Face-mask-wearing nursing putting on latex gloves
HealthMarch 11, 2021

Evolving nursing trends: online and specialty programs, nursing shortages

By: Heather Steele MSN, RN
Nursing education is a constant realm of evolution.

To stay on top of the curve, we have to intentionally dig into the research, look at the trends, analyze the data, be willing to learn new concepts, ideas, or methodologies, and lastly, make the change. An evolution in nursing is not an obstacle but an exciting challenge to accept and something to learn from while leading by example to our colleagues and students.

If we resist change, we set our new nurses up to also be resistant to change, and that is something we want to avoid since that will negatively affect patient outcomes.

Let’s dig in and look at some of the topmost essential concepts evolving in nursing education (please note this is not an exclusive list):

Online nursing programs

It’s known to educators that the goal initiated by the National Academy of Medicine in 2010 was to have a 30% increase in the number of nurses that hold a BSN by the year 2020. While we did not make the 30% increase, we did increase the national percentage by 7%. Many states have now made laws stating that nurses must achieve their BSN within 10 years of graduation from an associate’s program. Add the Covid-19 pandemic, nursing shortages, second victims, moral injuries, and nurses’ overall burnout, the surge for continuing education to a higher degree has never been higher.

The need for well-established, reputable, accredited online programs for nurses to obtain a higher degree while working and balancing home life is a must in academia’s realm to succeed in the future. An online BSN program opens the door to endless possibilities that were once seen as impossible for a working adult.

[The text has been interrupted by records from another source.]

// ===========================================================================
// Tests
// ===========================================================================

#[cfg(test)]
mod tests {
    use super::*;
    use crate::cashier_shift::open_cashier_shift;
    use crate::db;
    use crate::repository::CashierShiftStore;
    use crate::shifts::{open_shift, ShiftRole};
    use chrono::TimeZone;

    fn ts() -> DateTime<Utc> {
        Utc.with_ymd_and_hms(2025, 6, 1, 14, 0, 0).unwrap()
    }

    fn pending(amount: f64) -> CashHandover {
        CashHandover::request("shift-1", "waiter-1", "Ana", HandoverType::Partial, amount, ts())
            .unwrap()
    }

    #[test]
    fn test_matching_count_confirms_without_discrepancy_fields() {
        let handover = pending(50000.0);
        let confirmed = handover
            .confirm("cs-1", "cashier-1", "Marco", 50000.0, None, 10000.0, ts())
            .unwrap();
        assert_eq!(confirmed.status, HandoverStatus::Confirmed);
        assert_eq!(confirmed.actual_amount, Some(50000.0));
        assert!(confirmed.discrepancy_amount.is_none());
        assert!(confirmed.discrepancy_reason.is_none());
        assert!(!confirmed.requires_manager_approval);
        assert!(confirmed.resolved_at.is_some());
    }

    #[test]
    fn test_short_count_below_threshold() {
        let handover = pending(50000.0);
        let settled = handover
            .confirm("cs-1", "cashier-1", "Marco", 45000.0, None, 10000.0, ts())
            .unwrap();
        assert_eq!(settled.status, HandoverStatus::Discrepancy);
        assert_eq!(settled.discrepancy_amount, Some(-5000.0));
        assert!(!settled.requires_manager_approval, "5000 is below the 10000 threshold");
    }

    #[test]
    fn test_short_count_at_threshold_needs_manager() {
        let handover = pending(50000.0);
        let settled = handover
            .confirm("cs-1", "cashier-1", "Marco", 40000.0, None, 10000.0, ts())
            .unwrap();
        assert_eq!(settled.status, HandoverStatus::Discrepancy);
        assert_eq!(settled.discrepancy_amount, Some(-10000.0));
        assert!(settled.requires_manager_approval);
    }

    #[test]
    fn test_confirm_requires_pending() {
        let handover = pending(50000.0);
        let confirmed = handover
            .confirm("cs-1", "cashier-1", "Marco", 50000.0, None, 10000.0, ts())
            .unwrap();
        assert!(confirmed
            .confirm("cs-1", "cashier-1", "Marco", 50000.0, None, 10000.0, ts())
            .is_err());
        assert!(confirmed.reject("late", ts()).is_err());
    }

    #[test]
    fn test_reject_requires_reason() {
        let handover = pending(50000.0);
        assert!(handover.reject("  ", ts()).is_err());
        let rejected = handover.reject("count disputed", ts()).unwrap();
        assert_eq!(rejected.status, HandoverStatus::Rejected);
        assert_eq!(rejected.rejection_reason.as_deref(), Some("count disputed"));
    }

    #[test]
    fn test_manager_approval_confirms_discrepant_handover() {
        let settled = pending(50000.0)
            .confirm("cs-1", "cashier-1", "Marco", 35000.0, None, 10000.0, ts())
            .unwrap();
        assert!(settled.requires_manager_approval);

        let ruled = settled
            .approve_discrepancy("mgr-1", true, Some("waiter to repay"), ts())
            .unwrap();
        assert_eq!(ruled.status, HandoverStatus::Confirmed);
        assert_eq!(ruled.manager_approved, Some(true));

        // Ruling twice is guarded
        assert!(ruled.approve_discrepancy("mgr-1", true, None, ts()).is_err());
    }

    #[test]
    fn test_manager_denial_keeps_discrepancy_status() {
        let settled = pending(50000.0)
            .confirm("cs-1", "cashier-1", "Marco", 35000.0, None, 10000.0, ts())
            .unwrap();
        let ruled = settled
            .approve_discrepancy("mgr-1", false, Some("recount required"), ts())
            .unwrap();
        assert_eq!(ruled.status, HandoverStatus::Discrepancy);
        assert_eq!(ruled.manager_approved, Some(false));
    }

    #[test]
    fn test_approval_not_required_below_threshold() {
        let settled = pending(50000.0)
            .confirm("cs-1", "cashier-1", "Marco", 49000.0, None, 10000.0, ts())
            .unwrap();
        let err = settled
            .approve_discrepancy("mgr-1", true, None, ts())
            .unwrap_err();
        assert!(matches!(err, DomainError::WorkflowViolation(_)));
    }

    #[test]
    fn test_discrepancy_record_rejects_zero_amount() {
        let confirmed = pending(50000.0)
            .confirm("cs-1", "cashier-1", "Marco", 50000.0, None, 10000.0, ts())
            .unwrap();
        assert!(CashDiscrepancy::from_handover(&confirmed, ts()).is_err());
    }

    #[test]
    fn test_discrepancy_resolution_freezes_record() {
        let settled = pending(50000.0)
            .confirm("cs-1", "cashier-1", "Marco", 45000.0, None, 10000.0, ts())
            .unwrap();
        let record = CashDiscrepancy::from_handover(&settled, ts()).unwrap();
        assert_eq!(record.amount, -5000.0);
        assert_eq!(record.status, DiscrepancyStatus::Pending);

        let resolved = record
            .resolve("mgr-1", DiscrepancyResponsibility::Waiter, "deducted from wages", ts())
            .unwrap();
        assert_eq!(resolved.status, DiscrepancyStatus::Resolved);
        assert_eq!(resolved.responsibility, DiscrepancyResponsibility::Waiter);

        assert!(resolved
            .resolve("mgr-2", DiscrepancyResponsibility::Cashier, "second ruling", ts())
            .is_err());
        assert!(resolved.escalate("mgr-2", "too late", ts()).is_err());
    }

    #[test]
    fn test_escalation_from_pending() {
        let settled = pending(50000.0)
            .confirm("cs-1", "cashier-1", "Marco", 30000.0, None, 10000.0, ts())
            .unwrap();
        let record = CashDiscrepancy::from_handover(&settled, ts()).unwrap();
        let escalated = record.escalate("mgr-1", "possible theft", ts()).unwrap();
        assert_eq!(escalated.status, DiscrepancyStatus::Escalated);
    }

    // -- service-level --

    fn setup_shifts(db: &DbState) -> (crate::shifts::Shift, crate::cashier_shift::CashierShift) {
        let waiter = open_shift(db, "waiter-1", "Ana", ShiftRole::Waiter, 100000.0).unwrap();
        let waiter = {
            let store = ShiftStore::new(db);
            let with_sales = waiter.add_cash_sale(80000.0).unwrap();
            store.save(&with_sales).unwrap();
            with_sales
        };
        let cashier = open_cashier_shift(db, "cashier-1", "Marco", "till-1", 200000.0).unwrap();
        (waiter, cashier)
    }

    #[test]
    fn test_one_pending_handover_per_shift() {
        let db = db::test_db();
        let (waiter, _) = setup_shifts(&db);

        request_handover(&db, &waiter.id, HandoverType::Partial, 50000.0).unwrap();
        let err = request_handover(&db, &waiter.id, HandoverType::Partial, 10000.0).unwrap_err();
        match err {
            DomainError::WorkflowViolation(msg) => {
                assert!(msg.contains("pending handover"), "got: {msg}")
            }
            other => panic!("expected WorkflowViolation, got {other:?}"),
        }
    }

    #[test]
    fn test_request_cannot_exceed_cash_on_hand() {
        let db = db::test_db();
        let (waiter, _) = setup_shifts(&db);
        // Drawer holds 100000 float + 80000 sales
        assert!(request_handover(&db, &waiter.id, HandoverType::Full, 180000.0).is_ok());
    }

    #[test]
    fn test_request_over_drawer_is_rejected() {
        let db = db::test_db();
        let (waiter, _) = setup_shifts(&db);
        let err =
            request_handover(&db, &waiter.id, HandoverType::Full, 200000.0).unwrap_err();
        assert!(matches!(err, DomainError::Validation(_)));
    }

    #[test]
    fn test_confirm_after_waiter_shift_ends_leaves_drawers_untouched() {
        let db = db::test_db();
        let (waiter, cashier) = setup_shifts(&db);
        let handover =
            request_handover(&db, &waiter.id, HandoverType::EndShift, 50000.0).unwrap();

        // Waiter ends their shift while the handover is still pending
        crate::shifts::end_shift(&db, &waiter.id).unwrap();

        // Repeated confirm attempts fail without crediting anything
        for _ in 0..2 {
            let err = confirm_handover(&db, &handover.id, &cashier.id, 50000.0, None, None)
                .unwrap_err();
            assert!(matches!(err, DomainError::WorkflowViolation(_)));
        }

        let cashier_reloaded = CashierShiftStore::new(&db).load(&cashier.id).unwrap();
        assert_eq!(cashier_reloaded.system_cash, 200000.0);
        assert_eq!(cashier_reloaded.handover_count, 0);
        let handover_reloaded = HandoverStore::new(&db).load(&handover.id).unwrap();
        assert_eq!(handover_reloaded.status, HandoverStatus::Pending);
    }

    #[test]
    fn test_confirm_syncs_both_shifts_and_creates_discrepancy() {
        let db = db::test_db();
        let (waiter, cashier) = setup_shifts(&db);
        let handover =
            request_handover(&db, &waiter.id, HandoverType::Partial, 50000.0).unwrap();

        let settled =
            confirm_handover(&db, &handover.id, &cashier.id, 45000.0, None, None).unwrap();
        assert_eq!(settled.status, HandoverStatus::Discrepancy);

        let cashier_reloaded = CashierShiftStore::new(&db).load(&cashier.id).unwrap();
        assert_eq!(cashier_reloaded.system_cash, 245000.0);
        assert_eq!(cashier_reloaded.handover_count, 1);
        assert_eq!(cashier_reloaded.discrepancy_count, 1);
        assert_eq!(cashier_reloaded.total_discrepancy, -5000.0);

        let waiter_reloaded = ShiftStore::new(&db).load(&waiter.id).unwrap();
        assert_eq!(waiter_reloaded.handed_over, 45000.0);

        let records = DiscrepancyStore::new(&db)
            .find_by_handover(&handover.id)
            .unwrap();
        assert_eq!(records.len(), 1);
        assert_eq!(records[0].amount, -5000.0);

        // A matching follow-up handover creates no record
        let h2 = request_handover(&db, &waiter.id, HandoverType::Partial, 30000.0).unwrap();
        let settled2 = confirm_handover(&db, &h2.id, &cashier.id, 30000.0, None, None).unwrap();
        assert_eq!(settled2.status, HandoverStatus::Confirmed);
        assert_eq!(
            DiscrepancyStore::new(&db).find_by_handover(&h2.id).unwrap().len(),
            0
        );
    }
}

While the Covid-19 pandemic has severely limited in-person learning, colleges and universities alike should be looking at what’s been benefiting the students, faculty, and staff in the online realm and look to make some of these changes permanent in the form of hybrid classes, new programs, and degree offerings, or changing a course from a traditional in-seat to distance learning. As life-shattering as it’s been, the pandemic has opened the door to new delivery methods in academia and an increase in the need for online programs; a blind eye should not be taken to what is working!

Specialty options for the BSN track

Earning a BSN certainly opens the door to career advancement for nurses, required advancement or not. It is often assumed that all it does is give way to leadership and management roles such as unit manager or educator. However, a BSN program student may elect to specialize in pediatrics, public health, geriatrics, or case management, to list a few examples. As the population nurses care for are living longer with more illness or disabilities, it is vital to be well versed in the population you serve. Not all BSN programs have specialty tracks, but it certainly is becoming more and more popular and something to take note of as an educator. One I would pay close attention to is a specialty in geriatric case/care management.

Nursing shortage… no end in sight

The number of nurses leaving the workforce has doubled from 2010 to 2020, nearing 80,000. Add in the insufficient amount of nursing faculty, which restricts enrollment, the number of nurses nearing retirement, the inadequate staffing at the bedside leads to high turnover rates or leaving the profession in general. How do we fix this from the academic world? Well, we start by setting up our students for real-world nursing instead of ivory tower nursing. We need to hone in on critical thinking and applying concepts to enable a new graduate to perform the daily duties safely, confidently, and competently, such as prioritization, clinical judgment calls, decision making, and delegation, to name a few.

On the flip side, getting rid of lateral violence in the workplace is key in academia to retain faculty. Sadly, the occupations that experience the highest frequency of bullying behaviors were academia, social services, and nursing.

Why do professions with the sole foundation on caring for others struggle when it comes to caring for our co-workers?

I entered nursing education after completing 10 years at the bedside. I was both a participant and receiver of incivility in the workplace at some point, few and far between. Entering academia was an exciting time and a professional goal of mine, but I was unprepared for the amount of bullying and incivility that knowingly took and takes place. Off the top of my head, I can think about clinical/class load comparisons, office hour selections, degree comparisons, place of education, and superior behaviors in staff meeting discussions. This was something I was not prepared for and greatly affected my workplace happiness.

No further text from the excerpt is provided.